● What you should do
From the data below, copy exactly the lines that lie between the one holding "of the session." and the one holding "if self.state() == OrientationState::Active", including both, and nothing more.

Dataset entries
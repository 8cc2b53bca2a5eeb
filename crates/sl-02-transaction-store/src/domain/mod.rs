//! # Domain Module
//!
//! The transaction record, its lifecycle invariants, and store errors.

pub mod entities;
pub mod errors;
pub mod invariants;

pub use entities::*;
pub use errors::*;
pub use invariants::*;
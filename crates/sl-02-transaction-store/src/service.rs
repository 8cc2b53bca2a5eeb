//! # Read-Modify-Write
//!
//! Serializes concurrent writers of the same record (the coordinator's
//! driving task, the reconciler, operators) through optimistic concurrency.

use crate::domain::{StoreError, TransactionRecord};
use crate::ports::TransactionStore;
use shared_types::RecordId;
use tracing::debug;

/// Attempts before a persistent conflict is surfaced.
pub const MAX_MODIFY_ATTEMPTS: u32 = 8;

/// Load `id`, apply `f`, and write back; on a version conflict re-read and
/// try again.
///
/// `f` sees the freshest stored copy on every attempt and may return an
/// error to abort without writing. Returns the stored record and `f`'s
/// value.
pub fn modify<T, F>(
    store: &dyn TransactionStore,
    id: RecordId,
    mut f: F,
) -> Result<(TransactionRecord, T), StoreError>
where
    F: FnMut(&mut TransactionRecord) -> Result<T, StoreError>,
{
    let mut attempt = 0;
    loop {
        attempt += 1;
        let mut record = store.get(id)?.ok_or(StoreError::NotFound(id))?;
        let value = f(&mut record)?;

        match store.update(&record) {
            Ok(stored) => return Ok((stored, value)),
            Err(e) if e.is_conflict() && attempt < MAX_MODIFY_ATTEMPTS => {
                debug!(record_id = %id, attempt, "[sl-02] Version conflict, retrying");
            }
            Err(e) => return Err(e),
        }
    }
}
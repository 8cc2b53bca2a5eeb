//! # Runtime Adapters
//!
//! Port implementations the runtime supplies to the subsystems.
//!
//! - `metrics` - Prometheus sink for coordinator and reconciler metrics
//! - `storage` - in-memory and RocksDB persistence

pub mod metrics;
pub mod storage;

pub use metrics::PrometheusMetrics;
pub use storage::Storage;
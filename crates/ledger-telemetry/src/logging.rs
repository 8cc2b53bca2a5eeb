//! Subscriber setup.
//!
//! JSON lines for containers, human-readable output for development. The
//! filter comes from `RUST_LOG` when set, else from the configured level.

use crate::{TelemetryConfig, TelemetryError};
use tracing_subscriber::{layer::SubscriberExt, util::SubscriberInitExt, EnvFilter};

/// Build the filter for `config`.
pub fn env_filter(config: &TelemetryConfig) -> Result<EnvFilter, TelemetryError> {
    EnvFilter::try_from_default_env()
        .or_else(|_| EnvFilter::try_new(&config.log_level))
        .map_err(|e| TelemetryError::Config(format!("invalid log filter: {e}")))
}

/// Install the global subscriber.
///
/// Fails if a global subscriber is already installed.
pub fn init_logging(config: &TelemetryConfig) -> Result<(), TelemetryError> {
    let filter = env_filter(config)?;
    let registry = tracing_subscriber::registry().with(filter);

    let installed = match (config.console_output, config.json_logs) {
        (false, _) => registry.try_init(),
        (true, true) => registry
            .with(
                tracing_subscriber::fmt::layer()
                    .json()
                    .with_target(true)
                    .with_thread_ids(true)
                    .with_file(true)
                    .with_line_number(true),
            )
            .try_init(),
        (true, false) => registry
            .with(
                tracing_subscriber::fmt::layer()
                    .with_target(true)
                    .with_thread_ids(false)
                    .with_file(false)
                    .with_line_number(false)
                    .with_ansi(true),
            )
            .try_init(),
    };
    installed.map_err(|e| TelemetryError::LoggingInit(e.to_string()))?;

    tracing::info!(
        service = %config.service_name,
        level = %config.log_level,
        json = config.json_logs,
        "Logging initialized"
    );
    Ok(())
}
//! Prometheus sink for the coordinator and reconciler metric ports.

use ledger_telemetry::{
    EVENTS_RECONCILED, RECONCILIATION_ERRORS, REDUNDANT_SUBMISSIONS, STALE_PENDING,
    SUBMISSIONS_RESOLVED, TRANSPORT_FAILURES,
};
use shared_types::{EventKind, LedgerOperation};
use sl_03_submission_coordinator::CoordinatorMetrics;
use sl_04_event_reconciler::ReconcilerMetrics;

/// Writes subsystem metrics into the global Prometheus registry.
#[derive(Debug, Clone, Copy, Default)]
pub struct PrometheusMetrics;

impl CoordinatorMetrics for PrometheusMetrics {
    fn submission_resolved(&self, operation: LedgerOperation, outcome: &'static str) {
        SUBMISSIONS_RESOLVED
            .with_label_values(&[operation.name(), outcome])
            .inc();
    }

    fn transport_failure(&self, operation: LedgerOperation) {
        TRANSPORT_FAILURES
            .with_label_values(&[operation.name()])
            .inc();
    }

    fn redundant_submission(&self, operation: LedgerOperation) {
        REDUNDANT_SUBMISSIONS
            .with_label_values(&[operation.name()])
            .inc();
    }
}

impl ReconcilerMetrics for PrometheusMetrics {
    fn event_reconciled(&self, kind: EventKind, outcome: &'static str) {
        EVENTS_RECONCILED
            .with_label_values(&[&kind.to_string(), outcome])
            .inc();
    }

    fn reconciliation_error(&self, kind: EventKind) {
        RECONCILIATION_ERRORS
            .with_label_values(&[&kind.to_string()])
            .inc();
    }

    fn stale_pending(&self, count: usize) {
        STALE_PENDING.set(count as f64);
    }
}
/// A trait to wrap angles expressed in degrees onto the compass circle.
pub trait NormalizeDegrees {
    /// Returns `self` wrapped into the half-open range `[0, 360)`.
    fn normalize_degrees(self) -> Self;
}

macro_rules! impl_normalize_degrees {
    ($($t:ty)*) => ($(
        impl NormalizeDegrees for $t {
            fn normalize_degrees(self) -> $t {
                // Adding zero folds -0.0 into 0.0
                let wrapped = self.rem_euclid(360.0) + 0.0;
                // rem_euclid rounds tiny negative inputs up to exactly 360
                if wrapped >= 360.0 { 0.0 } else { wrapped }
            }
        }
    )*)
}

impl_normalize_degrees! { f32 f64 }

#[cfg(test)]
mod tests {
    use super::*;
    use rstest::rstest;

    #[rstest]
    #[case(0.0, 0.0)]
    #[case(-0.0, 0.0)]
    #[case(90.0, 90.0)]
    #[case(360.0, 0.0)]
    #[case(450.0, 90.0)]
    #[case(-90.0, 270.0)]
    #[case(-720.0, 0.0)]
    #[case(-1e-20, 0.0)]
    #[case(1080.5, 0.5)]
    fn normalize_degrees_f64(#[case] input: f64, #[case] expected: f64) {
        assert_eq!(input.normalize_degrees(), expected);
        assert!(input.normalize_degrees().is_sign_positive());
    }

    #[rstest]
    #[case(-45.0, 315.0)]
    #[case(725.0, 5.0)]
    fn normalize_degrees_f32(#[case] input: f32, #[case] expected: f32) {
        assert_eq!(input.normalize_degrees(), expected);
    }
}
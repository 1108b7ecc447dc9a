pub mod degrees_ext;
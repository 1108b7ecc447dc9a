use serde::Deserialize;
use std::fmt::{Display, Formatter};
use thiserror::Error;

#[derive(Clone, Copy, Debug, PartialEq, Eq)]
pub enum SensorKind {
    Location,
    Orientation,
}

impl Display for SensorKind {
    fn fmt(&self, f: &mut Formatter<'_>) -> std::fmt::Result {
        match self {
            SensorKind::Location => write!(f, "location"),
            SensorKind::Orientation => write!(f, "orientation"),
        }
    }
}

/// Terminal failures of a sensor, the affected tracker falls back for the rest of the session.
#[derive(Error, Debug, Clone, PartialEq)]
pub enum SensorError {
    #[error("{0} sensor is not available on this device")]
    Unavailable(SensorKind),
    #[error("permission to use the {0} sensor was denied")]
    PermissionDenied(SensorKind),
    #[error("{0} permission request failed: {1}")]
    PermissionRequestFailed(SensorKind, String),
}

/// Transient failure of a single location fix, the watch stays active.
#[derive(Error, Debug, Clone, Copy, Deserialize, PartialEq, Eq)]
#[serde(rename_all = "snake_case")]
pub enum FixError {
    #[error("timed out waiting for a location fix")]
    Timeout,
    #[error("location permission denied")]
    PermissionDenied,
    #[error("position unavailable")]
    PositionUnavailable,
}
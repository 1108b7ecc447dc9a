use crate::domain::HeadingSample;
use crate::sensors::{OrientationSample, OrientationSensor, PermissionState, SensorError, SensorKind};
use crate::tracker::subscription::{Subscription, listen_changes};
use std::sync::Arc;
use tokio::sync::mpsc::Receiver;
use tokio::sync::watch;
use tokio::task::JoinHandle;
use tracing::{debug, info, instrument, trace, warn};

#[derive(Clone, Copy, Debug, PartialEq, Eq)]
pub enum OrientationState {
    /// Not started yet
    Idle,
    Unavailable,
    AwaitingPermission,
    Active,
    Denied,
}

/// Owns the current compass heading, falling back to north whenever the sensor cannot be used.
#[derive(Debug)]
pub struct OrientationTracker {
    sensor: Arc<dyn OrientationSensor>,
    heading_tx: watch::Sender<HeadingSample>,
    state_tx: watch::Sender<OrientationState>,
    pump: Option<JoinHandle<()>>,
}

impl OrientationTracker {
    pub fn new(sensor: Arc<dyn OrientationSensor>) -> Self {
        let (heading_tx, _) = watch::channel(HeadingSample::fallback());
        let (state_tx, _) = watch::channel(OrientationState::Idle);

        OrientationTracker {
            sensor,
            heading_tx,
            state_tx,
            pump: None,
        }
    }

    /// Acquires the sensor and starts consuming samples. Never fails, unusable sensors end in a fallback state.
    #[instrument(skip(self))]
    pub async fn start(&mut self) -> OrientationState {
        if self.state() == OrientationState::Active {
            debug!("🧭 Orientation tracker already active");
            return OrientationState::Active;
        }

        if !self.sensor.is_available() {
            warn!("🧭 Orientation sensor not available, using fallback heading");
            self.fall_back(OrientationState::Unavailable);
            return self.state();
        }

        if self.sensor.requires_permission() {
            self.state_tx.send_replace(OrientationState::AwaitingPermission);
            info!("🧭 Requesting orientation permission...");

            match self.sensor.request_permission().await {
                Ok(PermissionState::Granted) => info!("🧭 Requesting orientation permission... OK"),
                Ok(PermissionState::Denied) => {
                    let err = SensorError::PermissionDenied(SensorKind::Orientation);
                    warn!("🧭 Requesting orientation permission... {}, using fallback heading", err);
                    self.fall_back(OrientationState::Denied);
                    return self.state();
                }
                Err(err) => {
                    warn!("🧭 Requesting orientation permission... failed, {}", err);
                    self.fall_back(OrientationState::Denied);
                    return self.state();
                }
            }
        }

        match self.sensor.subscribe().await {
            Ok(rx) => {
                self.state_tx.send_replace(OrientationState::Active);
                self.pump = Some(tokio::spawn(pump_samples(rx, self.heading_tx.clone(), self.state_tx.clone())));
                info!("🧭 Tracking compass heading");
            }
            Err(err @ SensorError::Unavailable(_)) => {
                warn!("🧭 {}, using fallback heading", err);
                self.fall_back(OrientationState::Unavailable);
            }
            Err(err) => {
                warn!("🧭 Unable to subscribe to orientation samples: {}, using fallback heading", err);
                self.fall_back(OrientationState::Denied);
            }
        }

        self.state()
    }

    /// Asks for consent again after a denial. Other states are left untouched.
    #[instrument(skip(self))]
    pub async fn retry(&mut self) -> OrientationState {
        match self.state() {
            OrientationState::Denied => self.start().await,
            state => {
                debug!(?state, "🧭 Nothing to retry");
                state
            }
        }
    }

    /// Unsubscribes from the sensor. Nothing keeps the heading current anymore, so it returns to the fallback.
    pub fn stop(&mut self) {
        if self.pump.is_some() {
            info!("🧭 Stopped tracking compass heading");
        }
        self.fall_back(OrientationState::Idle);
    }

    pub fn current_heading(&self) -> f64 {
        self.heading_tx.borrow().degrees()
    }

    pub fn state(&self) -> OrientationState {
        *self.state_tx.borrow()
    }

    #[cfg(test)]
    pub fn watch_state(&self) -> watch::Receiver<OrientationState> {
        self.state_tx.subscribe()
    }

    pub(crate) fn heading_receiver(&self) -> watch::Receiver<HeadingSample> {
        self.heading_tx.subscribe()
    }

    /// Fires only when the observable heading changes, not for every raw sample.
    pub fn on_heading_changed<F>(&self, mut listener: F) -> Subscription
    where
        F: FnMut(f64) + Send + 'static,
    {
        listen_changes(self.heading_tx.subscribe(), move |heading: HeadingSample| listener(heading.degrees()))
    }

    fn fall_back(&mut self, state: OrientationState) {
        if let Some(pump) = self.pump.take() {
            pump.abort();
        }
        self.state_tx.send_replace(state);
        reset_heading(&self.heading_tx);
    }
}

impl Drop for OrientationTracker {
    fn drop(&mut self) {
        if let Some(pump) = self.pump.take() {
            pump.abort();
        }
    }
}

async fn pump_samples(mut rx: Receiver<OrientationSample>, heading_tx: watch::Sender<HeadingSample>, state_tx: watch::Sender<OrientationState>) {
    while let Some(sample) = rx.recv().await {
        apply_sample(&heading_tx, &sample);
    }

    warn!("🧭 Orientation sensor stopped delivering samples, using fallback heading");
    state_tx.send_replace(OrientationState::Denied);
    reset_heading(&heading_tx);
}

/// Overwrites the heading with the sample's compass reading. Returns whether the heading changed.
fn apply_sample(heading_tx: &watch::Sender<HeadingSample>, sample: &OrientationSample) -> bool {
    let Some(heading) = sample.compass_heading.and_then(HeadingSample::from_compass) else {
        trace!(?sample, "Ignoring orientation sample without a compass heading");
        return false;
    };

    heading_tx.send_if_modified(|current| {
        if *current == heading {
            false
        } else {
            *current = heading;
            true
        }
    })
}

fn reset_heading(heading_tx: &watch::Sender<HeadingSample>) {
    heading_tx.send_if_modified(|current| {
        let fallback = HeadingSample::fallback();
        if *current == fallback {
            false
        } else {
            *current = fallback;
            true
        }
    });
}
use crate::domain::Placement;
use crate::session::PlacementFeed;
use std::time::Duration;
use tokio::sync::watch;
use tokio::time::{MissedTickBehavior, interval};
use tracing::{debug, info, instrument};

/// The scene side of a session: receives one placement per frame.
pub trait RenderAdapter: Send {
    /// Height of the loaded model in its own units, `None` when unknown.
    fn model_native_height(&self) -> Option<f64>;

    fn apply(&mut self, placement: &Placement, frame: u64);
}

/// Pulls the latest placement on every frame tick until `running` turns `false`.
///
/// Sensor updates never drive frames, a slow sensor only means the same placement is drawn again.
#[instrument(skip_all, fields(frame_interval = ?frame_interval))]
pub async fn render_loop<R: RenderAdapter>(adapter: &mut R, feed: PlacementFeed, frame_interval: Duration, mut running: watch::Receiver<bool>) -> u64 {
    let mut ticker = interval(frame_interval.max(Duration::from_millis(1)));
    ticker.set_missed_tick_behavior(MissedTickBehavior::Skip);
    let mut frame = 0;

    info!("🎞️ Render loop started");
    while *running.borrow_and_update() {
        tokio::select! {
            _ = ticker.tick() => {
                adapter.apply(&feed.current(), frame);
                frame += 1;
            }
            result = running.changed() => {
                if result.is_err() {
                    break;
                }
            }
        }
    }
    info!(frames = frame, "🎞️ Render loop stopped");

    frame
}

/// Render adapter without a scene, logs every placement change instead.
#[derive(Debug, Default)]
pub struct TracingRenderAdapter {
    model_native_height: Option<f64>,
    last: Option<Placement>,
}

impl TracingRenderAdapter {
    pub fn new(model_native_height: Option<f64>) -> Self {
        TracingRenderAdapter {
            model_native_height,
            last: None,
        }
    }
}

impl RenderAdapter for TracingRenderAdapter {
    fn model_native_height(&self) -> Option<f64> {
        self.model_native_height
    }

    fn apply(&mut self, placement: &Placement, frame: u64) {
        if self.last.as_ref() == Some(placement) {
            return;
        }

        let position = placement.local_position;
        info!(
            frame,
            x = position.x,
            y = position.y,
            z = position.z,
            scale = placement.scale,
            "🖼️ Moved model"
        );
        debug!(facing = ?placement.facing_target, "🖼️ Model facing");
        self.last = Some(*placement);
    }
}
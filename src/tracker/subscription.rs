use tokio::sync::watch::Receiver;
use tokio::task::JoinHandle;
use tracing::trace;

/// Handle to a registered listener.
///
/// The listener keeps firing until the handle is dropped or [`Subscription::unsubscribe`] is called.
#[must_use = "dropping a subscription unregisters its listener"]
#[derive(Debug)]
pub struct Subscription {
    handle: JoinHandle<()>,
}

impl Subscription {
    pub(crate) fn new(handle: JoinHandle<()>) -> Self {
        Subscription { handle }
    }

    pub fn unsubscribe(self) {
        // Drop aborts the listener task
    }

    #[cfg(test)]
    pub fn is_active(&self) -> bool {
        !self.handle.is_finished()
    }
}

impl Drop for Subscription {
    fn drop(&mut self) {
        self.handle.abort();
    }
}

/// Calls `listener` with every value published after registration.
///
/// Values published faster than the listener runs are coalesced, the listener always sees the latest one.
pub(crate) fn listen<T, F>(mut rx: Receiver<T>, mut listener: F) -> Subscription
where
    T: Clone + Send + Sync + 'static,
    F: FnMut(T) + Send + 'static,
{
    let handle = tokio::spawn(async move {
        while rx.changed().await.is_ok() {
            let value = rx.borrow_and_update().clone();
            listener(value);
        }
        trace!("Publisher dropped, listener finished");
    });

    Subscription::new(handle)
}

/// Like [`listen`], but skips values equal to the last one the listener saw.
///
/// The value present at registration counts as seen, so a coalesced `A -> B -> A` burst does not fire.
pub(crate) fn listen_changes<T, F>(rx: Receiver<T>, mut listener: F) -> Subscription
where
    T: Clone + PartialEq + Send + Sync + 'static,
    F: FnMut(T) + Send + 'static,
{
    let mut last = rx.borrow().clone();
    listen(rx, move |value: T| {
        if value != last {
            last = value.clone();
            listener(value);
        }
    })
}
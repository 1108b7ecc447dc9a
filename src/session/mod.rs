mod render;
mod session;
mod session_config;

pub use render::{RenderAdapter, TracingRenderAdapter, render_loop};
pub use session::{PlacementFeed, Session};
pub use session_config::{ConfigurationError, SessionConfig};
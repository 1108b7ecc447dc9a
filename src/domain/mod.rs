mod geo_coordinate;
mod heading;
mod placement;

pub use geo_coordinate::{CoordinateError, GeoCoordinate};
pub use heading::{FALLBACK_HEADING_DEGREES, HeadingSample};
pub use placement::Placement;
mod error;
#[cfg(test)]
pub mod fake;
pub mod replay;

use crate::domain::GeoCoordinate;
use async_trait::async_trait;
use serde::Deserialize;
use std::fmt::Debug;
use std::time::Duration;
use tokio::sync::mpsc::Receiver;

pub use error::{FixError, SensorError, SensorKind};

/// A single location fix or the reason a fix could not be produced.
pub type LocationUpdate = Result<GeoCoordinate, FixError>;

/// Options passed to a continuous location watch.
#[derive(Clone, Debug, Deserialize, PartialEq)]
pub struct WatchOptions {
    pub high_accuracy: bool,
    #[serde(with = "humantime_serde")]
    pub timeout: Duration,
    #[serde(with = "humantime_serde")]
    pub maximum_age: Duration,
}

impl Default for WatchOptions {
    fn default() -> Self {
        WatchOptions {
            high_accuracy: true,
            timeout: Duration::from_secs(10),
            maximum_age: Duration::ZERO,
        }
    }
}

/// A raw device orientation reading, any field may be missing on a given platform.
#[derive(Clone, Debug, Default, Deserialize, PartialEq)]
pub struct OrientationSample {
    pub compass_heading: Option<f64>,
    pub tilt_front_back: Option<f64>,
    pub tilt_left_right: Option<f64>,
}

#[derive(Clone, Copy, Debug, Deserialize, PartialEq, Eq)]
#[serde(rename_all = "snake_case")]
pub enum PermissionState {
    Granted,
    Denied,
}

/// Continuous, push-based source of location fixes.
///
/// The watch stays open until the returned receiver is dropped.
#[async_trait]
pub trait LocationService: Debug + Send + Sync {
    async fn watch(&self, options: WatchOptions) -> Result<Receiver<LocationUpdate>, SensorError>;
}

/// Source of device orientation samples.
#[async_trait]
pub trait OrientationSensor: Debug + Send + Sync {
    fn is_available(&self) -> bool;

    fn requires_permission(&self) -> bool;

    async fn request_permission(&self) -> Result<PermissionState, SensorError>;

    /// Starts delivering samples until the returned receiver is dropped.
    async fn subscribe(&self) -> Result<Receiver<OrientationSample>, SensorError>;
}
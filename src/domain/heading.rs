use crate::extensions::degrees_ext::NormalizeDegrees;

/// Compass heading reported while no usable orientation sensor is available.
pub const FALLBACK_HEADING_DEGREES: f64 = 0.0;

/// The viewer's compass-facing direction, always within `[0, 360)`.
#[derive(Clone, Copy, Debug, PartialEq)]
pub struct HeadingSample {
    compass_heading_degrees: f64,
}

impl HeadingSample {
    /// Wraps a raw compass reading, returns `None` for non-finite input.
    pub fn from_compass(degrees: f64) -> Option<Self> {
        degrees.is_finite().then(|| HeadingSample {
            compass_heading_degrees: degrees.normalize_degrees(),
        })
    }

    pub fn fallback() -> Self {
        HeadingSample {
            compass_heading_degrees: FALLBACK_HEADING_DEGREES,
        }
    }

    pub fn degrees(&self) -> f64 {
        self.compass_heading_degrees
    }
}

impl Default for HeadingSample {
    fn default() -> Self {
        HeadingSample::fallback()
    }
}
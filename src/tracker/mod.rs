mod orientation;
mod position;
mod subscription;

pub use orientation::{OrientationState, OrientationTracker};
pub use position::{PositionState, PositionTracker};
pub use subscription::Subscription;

● Output of the exercise
/// Terminal failures of a sensor, the affected tracker falls back for the rest of the session.
#[derive(Error, Debug, Clone, PartialEq)]
pub enum SensorError {
    #[error("{0} sensor is not available on this device")]
    Unavailable(SensorKind),
    #[error("permission to use the {0} sensor was denied")]
    PermissionDenied(SensorKind),
    #[error("{0} permission request failed: {1}")]
    PermissionRequestFailed(SensorKind, String),
}

/// Transient failure of a single location fix, the watch stays active.
#[derive(Error, Debug, Clone, Copy, Deserialize, PartialEq, Eq)]
#[serde(rename_all = "snake_case")]
pub enum FixError {
    #[error("timed out waiting for a location fix")]
    Timeout,
    #[error("location permission denied")]
    PermissionDenied,
    #[error("position unavailable")]
    PositionUnavailable,
}
repository 1108b7ecc447dc9a
use crate::domain::HeadingSample;
use crate::sensors::{OrientationSample, OrientationSensor, PermissionState, SensorError, SensorKind};
use crate::tracker::subscription::{Subscription, listen_changes};
use std::sync::Arc;
use tokio::sync::mpsc::Receiver;
use tokio::sync::watch;
use tokio::task::JoinHandle;
use tracing::{debug, info, instrument, trace, warn};

#[derive(Clone, Copy, Debug, PartialEq, Eq)]
pub enum OrientationState {
    /// Not started yet
    Idle,
    Unavailable,
    AwaitingPermission,
    Active,
    Denied,
}

/// Owns the current compass heading, falling back to north whenever the sensor cannot be used.
#[derive(Debug)]
pub struct OrientationTracker {
    sensor: Arc<dyn OrientationSensor>,
    heading_tx: watch::Sender<HeadingSample>,
    state_tx: watch::Sender<OrientationState>,
    pump: Option<JoinHandle<()>>,
}

impl OrientationTracker {
    pub fn new(sensor: Arc<dyn OrientationSensor>) -> Self {
        let (heading_tx, _) = watch::channel(HeadingSample::fallback());
        let (state_tx, _) = watch::channel(OrientationState::Idle);

        OrientationTracker {
            sensor,
            heading_tx,
            state_tx,
            pump: None,
        }
    }

    /// Acquires the sensor and starts consuming samples. Never fails, unusable sensors end in a fallback state.
    #[instrument(skip(self))]
    pub async fn start(&mut self) -> OrientationState {
        if self.state() == OrientationState::Active {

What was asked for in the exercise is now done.